To W. B. D. Mantell   5 June [1856–9]1

Down Bromley Kent

June 5th

My dear Sir

I am much obliged for your kind remembrance of my wish to hear particulars in regard to the iceberg seen by you & I thank you for having sent them to me.—2

I think that you were so kind as to answer fully all my previous questions.—

I am not now at work on Barnacles, but I shall like someday to see at Brit Museum, the specimens to which you refer.—

With many thanks, Pray believe me, My dear Sir | Yours very sincerely | Ch. Darwin

P.S. | When you return to N. Zealand, I hope that you will kindly remember that the aboriginal rat3 (& the Frog)4 are great desiderata in Natural History.

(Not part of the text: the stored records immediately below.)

use std::path::PathBuf;

use crate::conversion::CSV_HEADER;
use crate::drivers::ci_conversion::{CiConversionDriver, CiConversionParams};
use crate::drivers::QCDriver;
use crate::io::{read_lines, write_lines};

fn temp_path(name: &str) -> PathBuf {
    std::env::temp_dir().join(format!(
        "qcutils_ci_driver_test_{name}_{}",
        std::process::id()
    ))
}

#[test]
fn test_drivers_ci_conversion_listing() {
    let input = temp_path("input.txt");
    let output = temp_path("output.csv");
    write_lines(
        &input,
        [
            "alpha beta coefficient",
            "[0 1 2] [0 1 2] 0.9745",
            "[0 1 2] [0 1 3] -0.0412",
            "[0 1 2] [0 1 3 4] 0.001",
        ],
    )
    .unwrap();

    let params = CiConversionParams::builder()
        .n_orbitals(6)
        .n_electrons(6)
        .build()
        .unwrap();
    let mut driver = CiConversionDriver::builder()
        .parameters(&params)
        .input_path(input.clone())
        .output_path(Some(output.clone()))
        .build()
        .unwrap();
    assert!(driver.result().is_err());
    driver.run().unwrap();

    let res = driver.result().unwrap();
    assert!(res.conversion.header_skipped);
    assert_eq!(res.conversion.records.len(), 2);
    assert_eq!(res.conversion.skipped.len(), 1);
    assert_eq!(res.conversion.skipped[0].0, 4);
    assert!(res.to_string().contains("Expected 6 electrons but found 7"));

    let lines = read_lines(&output).unwrap();
    assert_eq!(
        lines,
        vec![
            CSV_HEADER.to_string(),
            "[0 1 2],[0 1 2],0.9745,222000".to_string(),
            "[0 1 2],[0 1 3],-0.0412,22ab00".to_string(),
        ]
    );
    std::fs::remove_file(&input).unwrap();
    std::fs::remove_file(&output).unwrap();
}

#[test]
fn test_drivers_ci_conversion_missing_input() {
    let params = CiConversionParams::default();
    let mut driver = CiConversionDriver::builder()
        .parameters(&params)
        .input_path(temp_path("does_not_exist.txt"))
        .build()
        .unwrap();
    let err = driver.run().unwrap_err();
    assert!(err.to_string().contains("Unable to open CI vector listing"));
    assert!(driver.result().is_err());
}
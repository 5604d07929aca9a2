//! Numeric readers and writers for binary and plain text data files.

use std::fs::File;
use std::io::{BufRead, BufReader, BufWriter, Write};
use std::marker::PhantomData;
use std::path::Path;

use anyhow::{self, bail, format_err, Context};
use byteorder::{BigEndian, ByteOrder, LittleEndian, WriteBytesExt};
use ndarray::Array2;

#[cfg(test)]
#[path = "numeric_tests.rs"]
mod numeric_tests;

/// Iterable structure for reading numeric binary files.
pub(crate) struct NumericReader<R: BufRead, B: ByteOrder, T> {
    /// The inner file reader.
    inner: R,

    /// The byte order of the numeric values to be read.
    byte_order: PhantomData<B>,

    /// The type of the numeric values to be read.
    numeric_type: PhantomData<T>,
}

impl<R: BufRead, B: ByteOrder, T> NumericReader<R, B, T> {
    /// Constructs a new numeric binary reader wrapping around a standard file reader.
    ///
    /// # Arguments
    ///
    /// * `inner` - The underlying file reader.
    pub(crate) fn new(inner: R) -> Self {
        Self {
            inner,
            byte_order: PhantomData,
            numeric_type: PhantomData,
        }
    }
}

impl<B: ByteOrder, T> NumericReader<BufReader<File>, B, T> {
    /// Constructs a new numeric binary reader wrapping around a buffered file reader from a
    /// filename.
    ///
    /// # Arguments
    ///
    /// * `filename` - The path to the file to be read.
    pub(crate) fn from_file<P: AsRef<Path>>(filename: P) -> Result<Self, anyhow::Error> {
        let f = File::open(&filename).with_context(|| {
            format!(
                "Unable to open binary file `{}`",
                filename.as_ref().display()
            )
        })?;
        Ok(Self::new(BufReader::new(f)))
    }
}

macro_rules! impl_iterator_numeric_reader {
    ($($t:ty),+) => {$(
        impl<R: BufRead> Iterator for NumericReader<R, LittleEndian, $t> {
            type Item = $t;

            fn next(&mut self) -> Option<Self::Item> {
                let mut buff: [u8; std::mem::size_of::<$t>()] = [0_u8; std::mem::size_of::<$t>()];
                self.inner.read_exact(&mut buff).ok()?;
                Some(<$t>::from_le_bytes(buff))
            }
        }

        impl<R: BufRead> Iterator for NumericReader<R, BigEndian, $t> {
            type Item = $t;

            fn next(&mut self) -> Option<Self::Item> {
                let mut buff: [u8; std::mem::size_of::<$t>()] = [0_u8; std::mem::size_of::<$t>()];
                self.inner.read_exact(&mut buff).ok()?;
                Some(<$t>::from_be_bytes(buff))
            }
        }
    )+}
}

impl_iterator_numeric_reader!(f32, f64);

/// Writes a sequence of `f64` values into a binary file with the byte order `B`.
///
/// # Arguments
///
/// * `filename` - The path to the file to be written.
/// * `values` - The values to be written, in the order they are to appear in the file.
pub(crate) fn write_f64_binary<B, P, I>(filename: P, values: I) -> Result<(), anyhow::Error>
where
    B: ByteOrder,
    P: AsRef<Path>,
    I: IntoIterator<Item = f64>,
{
    let f = File::create(&filename).with_context(|| {
        format!(
            "Unable to create binary file `{}`",
            filename.as_ref().display()
        )
    })?;
    let mut writer = BufWriter::new(f);
    for value in values {
        writer.write_f64::<B>(value)?;
    }
    writer.flush()?;
    Ok(())
}

/// Parses a whitespace-delimited numeric table.
///
/// Blank lines and lines starting with `#` are ignored. Every remaining row must have the same
/// number of columns.
///
/// # Arguments
///
/// * `reader` - A buffered reader over the table text.
///
/// # Returns
///
/// The table as a two-dimensional array with one row per data line.
pub(crate) fn parse_text_table<R: BufRead>(reader: R) -> Result<Array2<f64>, anyhow::Error> {
    let mut ncols: Option<usize> = None;
    let mut values: Vec<f64> = vec![];
    let mut nrows = 0;
    for (i, line) in reader.lines().enumerate() {
        let line = line?;
        let trimmed = line.trim();
        if trimmed.is_empty() || trimmed.starts_with('#') {
            continue;
        }
        let row = trimmed
            .split_whitespace()
            .map(|token| {
                token.parse::<f64>().map_err(|err| {
                    format_err!("Unable to parse `{token}` on line {} as a number: {err}", i + 1)
                })
            })
            .collect::<Result<Vec<_>, _>>()?;
        match ncols {
            None => ncols = Some(row.len()),
            Some(n) if n != row.len() => bail!(
                "Line {} has {} columns, but previous lines have {n}.",
                i + 1,
                row.len()
            ),
            _ => {}
        }
        values.extend(row);
        nrows += 1;
    }
    let ncols = ncols.unwrap_or(0);
    Array2::from_shape_vec((nrows, ncols), values).map_err(|err| format_err!(err))
}

/// Reads a whitespace-delimited numeric table from a file. See [`parse_text_table`].
pub(crate) fn read_text_table<P: AsRef<Path>>(filename: P) -> Result<Array2<f64>, anyhow::Error> {
    let f = File::open(&filename).with_context(|| {
        format!("Unable to open text file `{}`", filename.as_ref().display())
    })?;
    parse_text_table(BufReader::new(f))
        .with_context(|| format!("Unable to read table `{}`", filename.as_ref().display()))
}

Mantell, normally resident in New Zealand, was in England during this period.
See letters to W. B. D. Mantell, 3 April [1856] and 10 April [1856].
Rattus exulans Peale, a small brown rat, was evidently introduced into New Zealand at an early period since its bones have been found with those of the moa. When CD visited New Zealand, the species was disappearing rapidly as a result of the arrival of the Norway rat (see Journal of researches, p. 511).
In Origin, p. 393, after stating that frogs are never found on oceanic islands, CD wrote: ‘I have, however, been assured that a frog exists on the mountains of the great island of New Zealand; but I suspect that this exception (if the information be correct) may be explained through glacial agency.’